Abstract
Reactivation of human cytomegalovirus (CMV) is hazardous to patients undergoing allogeneic cord-blood transplantation (CBT), lowering survival rates by approximately 25%. While antiviral treatment ameliorates viremia, complete viral control requires CD8(+) T-cell-driven immunity. Mouse studies suggest that cognate antigen-specific CD4(+) T-cell licensing of dendritic cells is required to generate effective CD8(+) T-cell responses. For humans this was not fully understood. We here show that CD4(+) T-cells are essential for licensing of human DCs to generate effector and memory CD8(+) T-cell immunity against CMV in CBT patients. First, we show in CBT recipients that clonal expansion of CMV-pp65 specific CD4(+) T-cells precedes the rise in CMV-pp65 specific CD8(+) T-cells. Second, the elicitation of CMV-pp65 specific CD8(+) T-cells from rare naïve precursors in cord blood requires DC licensing by cognate CMV-pp65-specific CD4(+) T-cells.
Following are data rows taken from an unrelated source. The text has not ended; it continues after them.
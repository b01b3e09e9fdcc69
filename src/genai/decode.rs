//! 结构化输出解码
//!
//! 模型的"JSON"输出经常裹在 Markdown 代码围栏或说明文字里，
//! 剥离逻辑收敛为一个纯函数，便于单独针对畸形围栏做单元测试。

use once_cell::sync::Lazy;
use regex::Regex;
use serde::de::DeserializeOwned;

use crate::error::{AppError, Result};

static FENCE: Lazy<Regex> = Lazy::new(|| {
    Regex::new(r"(?s)^```(?:json|JSON)?\s*\n?(.*?)\n?```$").expect("fence regex")
});

/// 剥离包裹 JSON 主体的已知记号（代码围栏、前后说明文字）
///
/// 不解析内容本身；找不到 JSON 边界时原样返回去除首尾空白的输入，
/// 让后续解析报出真实错误。
pub fn strip_wrappers(raw: &str) -> &str {
    let trimmed = raw.trim();

    if let Some(captures) = FENCE.captures(trimmed) {
        if let Some(inner) = captures.get(1) {
            return inner.as_str().trim();
        }
    }

    let open = trimmed.find(['{', '[']);
    let close = trimmed.rfind(['}', ']']);

    match (open, close) {
        (Some(start), Some(end)) if end >= start => &trimmed[start..=end],
        _ => trimmed,
    }
}

/// 剥离包装后按目标形状解析
pub fn decode_structured<T: DeserializeOwned>(raw: &str) -> Result<T> {
    serde_json::from_str(strip_wrappers(raw)).map_err(|e| AppError::Serialization(e.to_string()))
}
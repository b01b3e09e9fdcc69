//! Media Routes
//!
//! 定义媒体合成的 API 路由。

use crate::api::handlers::media_handler::*;
use axum::{Router, routing::post};

use crate::api::app_state::AppState;

/// 创建媒体合成路由器
pub fn create_media_router() -> Router<AppState> {
    Router::new().route("/speech", post(synthesize_speech))
}
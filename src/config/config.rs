use serde::{Deserialize, Serialize};
use std::path::PathBuf;

/// 数据库配置
#[derive(Debug, Clone, Serialize, Deserialize, Default)]
#[serde(default)]
pub struct DatabaseConfig {
    /// SurrealDB 连接地址
    pub url: String,
    /// 命名空间
    pub namespace: String,
    /// 数据库名称
    pub database: String,
    /// 用户名
    pub username: String,
    /// 密码
    pub password: String,
    /// 连接超时（秒）
    pub connection_timeout: u64,
}

/// 服务器配置
#[derive(Debug, Clone, Serialize, Deserialize, Default)]
#[serde(default)]
pub struct ServerConfig {
    /// 服务地址
    pub host: String,
    /// 服务端口
    pub port: u16,
    /// 请求超时（秒）
    pub request_timeout: u64,
    /// 最大请求体大小（字节）
    pub max_request_size: usize,
}

/// 安全配置
#[derive(Debug, Clone, Serialize, Deserialize, Default)]
#[serde(default)]
pub struct SecurityConfig {
    /// API 密钥（为空时不校验）
    pub api_key: String,
}

/// 日志配置
#[derive(Debug, Clone, Serialize, Deserialize, Default)]
#[serde(default)]
pub struct LoggingConfig {
    /// 日志级别
    pub level: String,
    /// 结构化日志格式
    pub structured: bool,
}

/// 生成式后端配置
#[derive(Debug, Clone, Serialize, Deserialize, Default)]
#[serde(default)]
pub struct GenAiConfig {
    /// 后端地址（OpenAI 兼容）
    pub base_url: String,
    /// API 密钥
    pub api_key: String,
    /// 文本/结构化补全模型
    pub completion_model: String,
    /// 图像合成模型
    pub image_model: String,
    /// 语音合成模型
    pub speech_model: String,
    /// 默认语音音色
    pub default_voice: String,
    /// 请求超时（秒）
    pub request_timeout: u64,
    /// 结构化解码最大尝试次数
    pub max_parse_attempts: u32,
}

/// 制品存储配置
#[derive(Debug, Clone, Serialize, Deserialize, Default)]
#[serde(default)]
pub struct ArtifactConfig {
    /// 制品根目录
    pub data_dir: PathBuf,
}

/// 应用配置
#[derive(Debug, Clone, Serialize, Deserialize, Default)]
#[serde(default)]
pub struct AppConfig {
    /// 数据库配置
    pub database: DatabaseConfig,
    /// 服务器配置
    pub server: ServerConfig,
    /// 安全配置
    pub security: SecurityConfig,
    /// 日志配置
    pub logging: LoggingConfig,
    /// 生成式后端配置
    pub genai: GenAiConfig,
    /// 制品存储配置
    pub artifacts: ArtifactConfig,
    /// 应用名称
    pub app_name: String,
    /// 环境
    pub environment: String,
}

impl AppConfig {
    /// 创建开发环境配置
    pub fn development() -> Self {
        Self {
            database: DatabaseConfig {
                url: "ws://localhost:8000".into(),
                namespace: "minerva".into(),
                database: "practice".into(),
                username: "root".into(),
                password: "root".into(),
                connection_timeout: 30,
            },
            server: ServerConfig {
                host: "0.0.0.0".into(),
                port: 8080,
                request_timeout: 120,
                max_request_size: 10 * 1024 * 1024,
            },
            security: SecurityConfig {
                api_key: String::new(),
            },
            logging: LoggingConfig {
                level: "debug".into(),
                structured: true,
            },
            genai: GenAiConfig {
                base_url: "http://localhost:11434".into(),
                api_key: String::new(),
                completion_model: "gpt-4o-mini".into(),
                image_model: "dall-e-3".into(),
                speech_model: "tts-1".into(),
                default_voice: "alloy".into(),
                request_timeout: 120,
                max_parse_attempts: 2,
            },
            artifacts: ArtifactConfig {
                data_dir: PathBuf::from("./data/artifacts"),
            },
            app_name: "minerva".into(),
            environment: "development".into(),
        }
    }

    /// 创建生产环境配置
    pub fn production() -> Self {
        let mut config = Self::development();
        config.environment = "production".into();
        config.logging.level = "info".into();
        config
    }
}
//! 媒体合成 DTO

use serde::{Deserialize, Serialize};

/// 语音合成请求
#[derive(Debug, Deserialize, Default)]
#[serde(default)]
pub struct SynthesizeSpeechRequest {
    /// 待朗读文本
    pub text: String,
    /// 音色（缺省使用服务配置）
    pub voice: Option<String>,
}

/// 语音合成响应
#[derive(Debug, Serialize)]
pub struct SynthesizeSpeechResponse {
    /// 音频制品引用（合成不可用时为空）
    pub reference: Option<String>,
}
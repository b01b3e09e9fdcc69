//! API 数据传输对象

pub mod grading_dto;
pub mod media_dto;
pub mod plan_dto;
pub mod practice_dto;
pub mod weakness_dto;
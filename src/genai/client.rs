//! 生成式后端客户端
//!
//! OpenAI 兼容接口的 HTTP 实现。每个操作独立可重试；
//! 调用失败一律折算成 `AppError::Generation`，由上层决定降级。

use async_trait::async_trait;
use base64::{Engine as _, engine::general_purpose::STANDARD as BASE64};
use serde::Deserialize;
use serde_json::json;

use crate::config::config::GenAiConfig;
use crate::error::{AppError, Result};

/// 生成式后端 trait
#[cfg_attr(test, mockall::automock)]
#[async_trait]
pub trait GenerativeClient: Send + Sync {
    /// 文本补全
    async fn complete(&self, prompt: &str) -> Result<String>;

    /// 图像合成，返回图片字节
    async fn synthesize_image(&self, prompt: &str) -> Result<Vec<u8>>;

    /// 语音合成，返回音频字节
    async fn synthesize_speech(&self, text: &str, voice: &str) -> Result<Vec<u8>>;
}

#[derive(Deserialize)]
struct ChatCompletionResponse {
    choices: Vec<ChatChoice>,
}

#[derive(Deserialize)]
struct ChatChoice {
    message: ChatMessage,
}

#[derive(Deserialize)]
struct ChatMessage {
    content: String,
}

#[derive(Deserialize)]
struct ImageGenerationResponse {
    data: Vec<ImagePayload>,
}

#[derive(Deserialize)]
struct ImagePayload {
    b64_json: String,
}

/// OpenAI 兼容后端的 HTTP 客户端
pub struct HttpGenerativeClient {
    client: reqwest::Client,
    config: GenAiConfig,
}

impl HttpGenerativeClient {
    pub fn new(mut config: GenAiConfig) -> Result<Self> {
        let client = reqwest::Client::builder()
            .timeout(std::time::Duration::from_secs(config.request_timeout))
            .build()?;

        // 路径拼接以 `/` 开头，基地址的尾随斜杠会产生双斜杠 URL
        config.base_url = config.base_url.trim_end_matches('/').to_string();

        Ok(Self { client, config })
    }

    fn request(&self, path: &str) -> reqwest::RequestBuilder {
        let mut builder = self
            .client
            .post(format!("{}{}", self.config.base_url, path));
        if !self.config.api_key.is_empty() {
            builder = builder.bearer_auth(&self.config.api_key);
        }
        builder
    }

    async fn check_status(response: reqwest::Response) -> Result<reqwest::Response> {
        if !response.status().is_success() {
            let status = response.status();
            let body = response.text().await.unwrap_or_default();
            return Err(AppError::Generation(format!(
                "Backend returned {}: {}",
                status, body
            )));
        }
        Ok(response)
    }
}

#[async_trait]
impl GenerativeClient for HttpGenerativeClient {
    async fn complete(&self, prompt: &str) -> Result<String> {
        let response = self
            .request("/v1/chat/completions")
            .json(&json!({
                "model": self.config.completion_model,
                "messages": [{"role": "user", "content": prompt}],
            }))
            .send()
            .await?;
        let response = Self::check_status(response).await?;

        let completion: ChatCompletionResponse = response.json().await?;
        completion
            .choices
            .into_iter()
            .next()
            .map(|c| c.message.content)
            .ok_or_else(|| AppError::Generation("Completion response had no choices".to_string()))
    }

    async fn synthesize_image(&self, prompt: &str) -> Result<Vec<u8>> {
        let response = self
            .request("/v1/images/generations")
            .json(&json!({
                "model": self.config.image_model,
                "prompt": prompt,
                "n": 1,
                "response_format": "b64_json",
            }))
            .send()
            .await?;
        let response = Self::check_status(response).await?;

        let generation: ImageGenerationResponse = response.json().await?;
        let payload = generation
            .data
            .into_iter()
            .next()
            .ok_or_else(|| AppError::Generation("Image response had no payload".to_string()))?;

        BASE64
            .decode(payload.b64_json.as_bytes())
            .map_err(|e| AppError::Generation(format!("Invalid image payload: {}", e)))
    }

    async fn synthesize_speech(&self, text: &str, voice: &str) -> Result<Vec<u8>> {
        let response = self
            .request("/v1/audio/speech")
            .json(&json!({
                "model": self.config.speech_model,
                "input": text,
                "voice": voice,
            }))
            .send()
            .await?;
        let response = Self::check_status(response).await?;

        let bytes = response.bytes().await?;
        Ok(bytes.to_vec())
    }
}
Finally, also CD8(+) T-cell memory responses require CD4(+) T-cell-mediated licensing of DCs in our system, by secretion of IFN-γ by pp65-specific CD4(+) T-cells. Together these data show that human DCs require the licensing by cognate antigen-specific CD4(+) T-cells to elicit effective CD8(+) T-cell-mediated immunity and fight off viral reactivation in CBT patients.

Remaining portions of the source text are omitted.